Cuando estaba en Mondolkiri, en cierta ocasión luego de celebrar un funeral y regresar de esa parte de selva semi-virgen donde Los Punong entierran a sus seres queridos, les dije que yo prefería la cremación como acostumbran los Khmers. Y le dije a Pu Tre, jefe de la comunidad: “Si yo me muero mientras esté sirviendo aquí en Mondolkiri, no quiero que me entierren aquí. Usted lleva mi cadáver de regreso a Kratie para la cremación y dejan allá las cenizas”. Me dijo: “¡No! usted dice que está aquí con nosotros porque nos quiere y nos dice que somos su familia, su “papá, su mamá, sus hermanas/os, sus hijas/os, nietas/os, entonces como dice que quiere que lo llevemos a otro lugar? Si usted muere aquí y nosotros somos su familia, aquí será enterrado y estará por siempre con nosotros”.
Para mí ese día fue uno de los días más felices como misionero en Mondolkiri, como quiera, que me sentí totalmente aceptado en la vida y en la comunidad. Lo relacioné mucho con la vida de quien fuera por algunos años mi compañero de seminario y de estudios el padre William Díaz mxy, bendecido con un amor tan grande por su misión y por el pueblo que sirvió y donde ofrendó su vida que allá continua en solidaridad y cercanía espiritual, esperando el día de la resurrección de los muertos. ¿No es acaso esa nuestra esperanza?
Pensé que a mí (y tal vez a algunos de ustedes) me había hecho mucha falta durante mis primeros años de vida misionera, orar más, reflexionar más, sobre el misterio de entregar nuestra vida en la misión. Muchos misioneros son ejemplares en su entrega generosa al pueblo que sirven, que los acepta como hijos. Unos sirven con muchos años de trabajo y sacrificio como Toño Ruiz mxy, otros con una vida más corta como Gerardo Valencia mxy. Pero el amor por la gente y la entrega generosa no se cuenta por el número de años. Alguien puede hacer más en seis meses o seis años que otro en veinte.
Yo pienso que el hecho de llevar el cadáver de Mons. Gerardo Valencia, desde Antioquia el lugar donde nació, hasta su pueblo Buenaventura, y enterrarlo allá es un detalle hermosamente conmovedor y edificante, para nuestra vida misionera y nuestra vida de Instituto, del cual debemos aprender más.
¿Cuál es la razón fundamental para que en caso de morir en la misión, la persona sea enterrada allí, con su gente, como prueba de solidaridad, amor y entrega total? Obviamente no es económica. Ninguna comunidad en el mundo va a desaparecer, o sufrir una pérdida económica sustancial por invertir cierta cantidad de dinero en la repatriación de los restos mortales de uno de sus miembros.
Bien sabemos que esa no es la razón.

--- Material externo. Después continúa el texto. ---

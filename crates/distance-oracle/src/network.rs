use geo_core::{DemandPoint, DistanceMatrix, FacilityCandidate};
use serde::Deserialize;
use tracing::{info, warn};

use crate::bbox::BoundingBox;
use crate::error::{OracleError, Result};

/// Road-network back-end, grounded on an OSRM Table service rather than a
/// locally downloaded graph: OSRM already does the bbox-centered graph
/// fetch, node snapping, and single-source shortest path work server-side,
/// so the client only needs to shape the request and convert the response.
#[derive(Debug, Clone)]
pub struct NetworkConfig {
    pub base_url: String,
    pub profile: String,
    pub radius_cap_miles: f64,
}

impl Default for NetworkConfig {
    fn default() -> Self {
        NetworkConfig {
            base_url: std::env::var("OSRM_BASE_URL")
                .unwrap_or_else(|_| "https://router.project-osrm.org".to_string()),
            profile: "driving".to_string(),
            radius_cap_miles: 25.0,
        }
    }
}

pub struct NetworkBackend {
    client: reqwest::Client,
    config: NetworkConfig,
}

impl NetworkBackend {
    pub fn new(config: NetworkConfig) -> Self {
        NetworkBackend { client: reqwest::Client::new(), config }
    }

    /// Overrides the configured radius cap. Unlike the Python original's
    /// subgraph-download radius, OSRM's own routing graph already bounds
    /// reachability, so this value is only used to cap how far OSRM's
    /// fallback matching will snap a point to the road network, via OSRM's
    /// `radiuses` table-request field.
    pub fn with_radius_cap(mut self, radius_cap_miles: f64) -> Self {
        self.config.radius_cap_miles = radius_cap_miles;
        self
    }

    /// Runs the table query and converts the response into a sparse
    /// distance matrix, in miles. Pairs OSRM reports as unreachable are
    /// simply omitted, matching the spec's "pairs to unreachable facilities
    /// are omitted" rule.
    pub async fn build(
        &self,
        demand: &[DemandPoint],
        facilities: &[FacilityCandidate],
    ) -> Result<DistanceMatrix> {
        let bbox = BoundingBox::around(demand, facilities);
        let radius_m = bbox.download_radius_meters(self.config.radius_cap_miles);
        let (center_lat, center_lon) = bbox.center();
        info!(
            center_lat,
            center_lon, radius_m, "network backend querying OSRM table service"
        );

        let url = build_table_url(&self.config.base_url, &self.config.profile, demand, facilities, radius_m);

        let response = self.client.get(&url).send().await.map_err(OracleError::Request)?;
        let body: TableResponse = response.json().await.map_err(OracleError::Request)?;
        if body.code != "Ok" {
            return Err(OracleError::BadStatus(body.code));
        }
        let rows = body.distances.ok_or(OracleError::ShapeMismatch)?;
        matrix_from_rows(rows, demand.len(), facilities.len())
    }
}

fn build_table_url(
    base_url: &str,
    profile: &str,
    demand: &[DemandPoint],
    facilities: &[FacilityCandidate],
    radius_m: f64,
) -> String {
    let coords: Vec<String> = demand
        .iter()
        .map(|d| format!("{:.6},{:.6}", d.longitude, d.latitude))
        .chain(facilities.iter().map(|f| format!("{:.6},{:.6}", f.longitude, f.latitude)))
        .collect();
    let source_indices: Vec<String> = (0..demand.len()).map(|i| i.to_string()).collect();
    let destination_indices: Vec<String> = (demand.len()..demand.len() + facilities.len())
        .map(|i| i.to_string())
        .collect();
    // One radius per coordinate, in the same order as `coords`, capping how
    // far OSRM will search to snap each point onto the road network.
    let radiuses = vec![format!("{radius_m:.0}"); coords.len()].join(";");

    format!(
        "{base_url}/table/v1/{profile}/{}?sources={}&destinations={}&annotations=distance&radiuses={}",
        coords.join(";"),
        source_indices.join(";"),
        destination_indices.join(";"),
        radiuses,
    )
}

fn matrix_from_rows(
    rows: Vec<Vec<Option<f64>>>,
    demand_count: usize,
    facility_count: usize,
) -> Result<DistanceMatrix> {
    if rows.len() != demand_count {
        return Err(OracleError::ShapeMismatch);
    }
    let mut matrix = DistanceMatrix::new(demand_count);
    for (i, row) in rows.into_iter().enumerate() {
        if row.len() != facility_count {
            return Err(OracleError::ShapeMismatch);
        }
        for (j, meters) in row.into_iter().enumerate() {
            match meters {
                Some(m) => matrix.insert(i, j, m / 1609.344),
                None => warn!(demand = i, facility = j, "OSRM reports this pair unreachable"),
            }
        }
    }
    Ok(matrix)
}

#[derive(Debug, Deserialize)]
struct TableResponse {
    code: String,
    distances: Option<Vec<Vec<Option<f64>>>>,
}

#[cfg(test)]
mod tests {
    use super::*;

    #[test]
    fn url_indexes_sources_before_destinations() {
        let demand = vec![DemandPoint::new("d0", 33.7, -84.4, 0.5)];
        let facilities = vec![
            FacilityCandidate::new("f0", 33.8, -84.3, 100.0),
            FacilityCandidate::new("f1", 33.9, -84.2, 100.0),
        ];
        let url = build_table_url("https://osrm.example", "driving", &demand, &facilities, 16093.4);
        assert!(url.contains("sources=0"));
        assert!(url.contains("destinations=1;2"));
        assert!(url.starts_with("https://osrm.example/table/v1/driving/"));
    }

    #[test]
    fn url_carries_one_radius_per_coordinate() {
        let demand = vec![DemandPoint::new("d0", 33.7, -84.4, 0.5)];
        let facilities = vec![
            FacilityCandidate::new("f0", 33.8, -84.3, 100.0),
            FacilityCandidate::new("f1", 33.9, -84.2, 100.0),
        ];
        let url = build_table_url("https://osrm.example", "driving", &demand, &facilities, 16093.4);
        assert!(url.contains("radiuses=16093;16093;16093"));
    }

    #[test]
    fn with_radius_cap_overrides_the_default() {
        let backend = NetworkBackend::new(NetworkConfig::default()).with_radius_cap(8.0);
        assert_eq!(backend.config.radius_cap_miles, 8.0);
    }

    #[test]
    fn unreachable_pairs_are_dropped() {
        let rows = vec![vec![Some(1609.344), None]];
        let matrix = matrix_from_rows(rows, 1, 2).unwrap();
        assert!(matrix.get(0, 0).is_some());
        assert!(matrix.get(0, 1).is_none());
        assert_eq!(matrix.neighbors[0], vec![0]);
    }

    #[test]
    fn shape_mismatch_is_rejected() {
        let rows = vec![vec![Some(1.0)]];
        assert!(matrix_from_rows(rows, 2, 1).is_err());
    }
}
use std::collections::HashMap;

/// Mean Earth radius in miles, matching spec.md's distance unit.
pub const EARTH_RADIUS_MILES: f64 = 3958.7613;

/// Great-circle distance between two lat/lon points, in miles.
pub fn haversine_miles(lat1: f64, lon1: f64, lat2: f64, lon2: f64) -> f64 {
    let (lat1, lon1, lat2, lon2) = (
        lat1.to_radians(),
        lon1.to_radians(),
        lat2.to_radians(),
        lon2.to_radians(),
    );
    let dlat = lat2 - lat1;
    let dlon = lon2 - lon1;
    let a = (dlat / 2.0).sin().powi(2) + lat1.cos() * lat2.cos() * (dlon / 2.0).sin().powi(2);
    let c = 2.0 * a.sqrt().asin();
    EARTH_RADIUS_MILES * c
}

/// A sparse demand-to-facility distance matrix, in miles, with a per-demand
/// neighbor index for quick lookups during model construction.
#[derive(Debug, Clone, Default)]
pub struct DistanceMatrix {
    pub distances: HashMap<(usize, usize), f64>,
    pub neighbors: Vec<Vec<usize>>,
}

impl DistanceMatrix {
    pub fn new(demand_count: usize) -> Self {
        DistanceMatrix {
            distances: HashMap::new(),
            neighbors: vec![Vec::new(); demand_count],
        }
    }

    pub fn insert(&mut self, demand_idx: usize, facility_idx: usize, miles: f64) {
        self.distances.insert((demand_idx, facility_idx), miles);
        self.neighbors[demand_idx].push(facility_idx);
    }

    pub fn get(&self, demand_idx: usize, facility_idx: usize) -> Option<f64> {
        self.distances.get(&(demand_idx, facility_idx)).copied()
    }

    /// Keeps only the `k` nearest facilities for each demand point. `k == 0`
    /// is a no-op (mirrors the original's `knearest <= 0` meaning "no pruning").
    pub fn prune_k_nearest(&mut self, k: usize) {
        if k == 0 {
            return;
        }
        for (demand_idx, neighbor_list) in self.neighbors.iter_mut().enumerate() {
            if neighbor_list.len() <= k {
                continue;
            }
            neighbor_list.sort_by(|&a, &b| {
                let da = self.distances[&(demand_idx, a)];
                let db = self.distances[&(demand_idx, b)];
                da.partial_cmp(&db).unwrap_or(std::cmp::Ordering::Equal)
            });
            let dropped: Vec<usize> = neighbor_list.split_off(k);
            for facility_idx in dropped {
                self.distances.remove(&(demand_idx, facility_idx));
            }
        }
    }

    /// Demand indices with no reachable facility at all.
    pub fn uncovered(&self) -> Vec<usize> {
        self.neighbors
            .iter()
            .enumerate()
            .filter_map(|(i, n)| if n.is_empty() { Some(i) } else { None })
            .collect()
    }
}

#[cfg(test)]
mod tests {
    use super::*;

    #[test]
    fn haversine_self_distance_is_zero() {
        assert!(haversine_miles(33.7, -84.4, 33.7, -84.4) < 1e-9);
    }

    #[test]
    fn haversine_is_symmetric() {
        let a = haversine_miles(33.7, -84.4, 34.0, -84.0);
        let b = haversine_miles(34.0, -84.0, 33.7, -84.4);
        assert!((a - b).abs() < 1e-9);
    }

    #[test]
    fn prune_keeps_k_closest() {
        let mut m = DistanceMatrix::new(1);
        m.insert(0, 0, 10.0);
        m.insert(0, 1, 2.0);
        m.insert(0, 2, 5.0);
        m.prune_k_nearest(2);
        assert_eq!(m.neighbors[0].len(), 2);
        assert!(m.get(0, 1).is_some());
        assert!(m.get(0, 2).is_some());
        assert!(m.get(0, 0).is_none());
    }

    #[test]
    fn uncovered_reports_empty_neighbor_rows() {
        let mut m = DistanceMatrix::new(2);
        m.insert(0, 0, 1.0);
        assert_eq!(m.uncovered(), vec![1]);
    }
}
use std::fmt;
use std::str::FromStr;

use thiserror::Error;

/// Demand metrics accepted at the HTTP boundary. Wider than the original
/// pipeline's own `VALID_METRICS` (which lacks `certified_teachers`) because
/// the public scenario API documents all eight of these.
#[derive(Debug, Clone, Copy, PartialEq, Eq, Hash)]
pub enum DemandMetric {
    Sfr,
    CsEnrollment,
    CertifiedTeachers,
    RiAsian,
    RiBlack,
    RiHispanic,
    RiWhite,
    RiFemale,
}

#[derive(Error, Debug, PartialEq)]
#[error("unknown demand metric '{0}'")]
pub struct UnknownMetric(pub String);

impl FromStr for DemandMetric {
    type Err = UnknownMetric;

    fn from_str(s: &str) -> Result<Self, Self::Err> {
        match s.to_lowercase().trim() {
            "sfr" => Ok(DemandMetric::Sfr),
            "cs_enrollment" => Ok(DemandMetric::CsEnrollment),
            "certified_teachers" => Ok(DemandMetric::CertifiedTeachers),
            "ri_asian" => Ok(DemandMetric::RiAsian),
            "ri_black" => Ok(DemandMetric::RiBlack),
            "ri_hispanic" => Ok(DemandMetric::RiHispanic),
            "ri_white" => Ok(DemandMetric::RiWhite),
            "ri_female" => Ok(DemandMetric::RiFemale),
            other => Err(UnknownMetric(other.to_string())),
        }
    }
}

impl fmt::Display for DemandMetric {
    fn fmt(&self, f: &mut fmt::Formatter<'_>) -> fmt::Result {
        let tag = match self {
            DemandMetric::Sfr => "sfr",
            DemandMetric::CsEnrollment => "cs_enrollment",
            DemandMetric::CertifiedTeachers => "certified_teachers",
            DemandMetric::RiAsian => "ri_asian",
            DemandMetric::RiBlack => "ri_black",
            DemandMetric::RiHispanic => "ri_hispanic",
            DemandMetric::RiWhite => "ri_white",
            DemandMetric::RiFemale => "ri_female",
        };
        write!(f, "{tag}")
    }
}

#[cfg(test)]
mod tests {
    use super::*;

    #[test]
    fn parses_all_documented_tags() {
        for tag in [
            "sfr",
            "cs_enrollment",
            "certified_teachers",
            "ri_asian",
            "ri_black",
            "ri_hispanic",
            "ri_white",
            "ri_female",
        ] {
            let metric: DemandMetric = tag.parse().unwrap();
            assert_eq!(metric.to_string(), tag);
        }
    }

    #[test]
    fn rejects_unknown_tag() {
        assert_eq!(
            "bogus".parse::<DemandMetric>(),
            Err(UnknownMetric("bogus".to_string()))
        );
    }
}
/// Min-max normalizes a series to `[0, 1]`. A degenerate series — all
/// values missing, or `max <= min` — normalizes to all zeros rather than
/// producing NaN or division by zero.
pub fn normalize_01(values: &[Option<f64>]) -> Vec<f64> {
    let finite: Vec<f64> = values.iter().filter_map(|v| v.filter(|x| x.is_finite())).collect();
    if finite.is_empty() {
        return vec![0.0; values.len()];
    }
    let min = finite.iter().cloned().fold(f64::INFINITY, f64::min);
    let max = finite.iter().cloned().fold(f64::NEG_INFINITY, f64::max);
    if max <= min {
        return vec![0.0; values.len()];
    }
    values
        .iter()
        .map(|v| match v {
            Some(x) if x.is_finite() => (x - min) / (max - min),
            _ => 0.0,
        })
        .collect()
}

#[cfg(test)]
mod tests {
    use super::*;

    #[test]
    fn normalizes_into_unit_range() {
        let out = normalize_01(&[Some(0.0), Some(5.0), Some(10.0)]);
        assert_eq!(out, vec![0.0, 0.5, 1.0]);
    }

    #[test]
    fn all_missing_is_all_zero() {
        let out = normalize_01(&[None, None]);
        assert_eq!(out, vec![0.0, 0.0]);
    }

    #[test]
    fn constant_series_is_all_zero() {
        let out = normalize_01(&[Some(3.0), Some(3.0), Some(3.0)]);
        assert_eq!(out, vec![0.0, 0.0, 0.0]);
    }

    #[test]
    fn missing_entries_fill_with_zero_after_scaling() {
        let out = normalize_01(&[Some(0.0), None, Some(10.0)]);
        assert_eq!(out, vec![0.0, 0.0, 1.0]);
    }
}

Bien claro lo tenemos en nuestra mente y en nuestro corazón, pero, ¿lo oramos en comunidad? Poco lo reflexionamos durante los años de formación, poco lo compartimos con las familias misioneras. Tal vez aún nos asusta mucho hablar de la muerte, aún es un tema inapropiado en muchas conversaciones familiares, aún es tema de mal gusto, o de mal augurio.
Tal vez por eso es que el verso del Evangelio de este domingo: “Si el grano de trigo no cae en tierra y muere, queda él solo; pero si muere da mucho fruto”, es un verso muy bonito desde el punto de vista poético! Tan bonito que suena! O tal vez desde una interpretación literal, como quiera que aun no teniendo mucha experiencia en agricultura, sabemos que es verdad.
Pero qué feo suena eso cuando nos dicen: “Usted es ese grano de trigo. Usted es el que tiene que morir para dar frutos!” O aún más duro: “La persona que amas… tu hija/o tu Mamá/Papá, hermana/o es ese grano de trigo que debe morir!” Ahí es cuando el Evangelio nos duele y se vuelve “molesto”… como diría Alessandro Pronzato.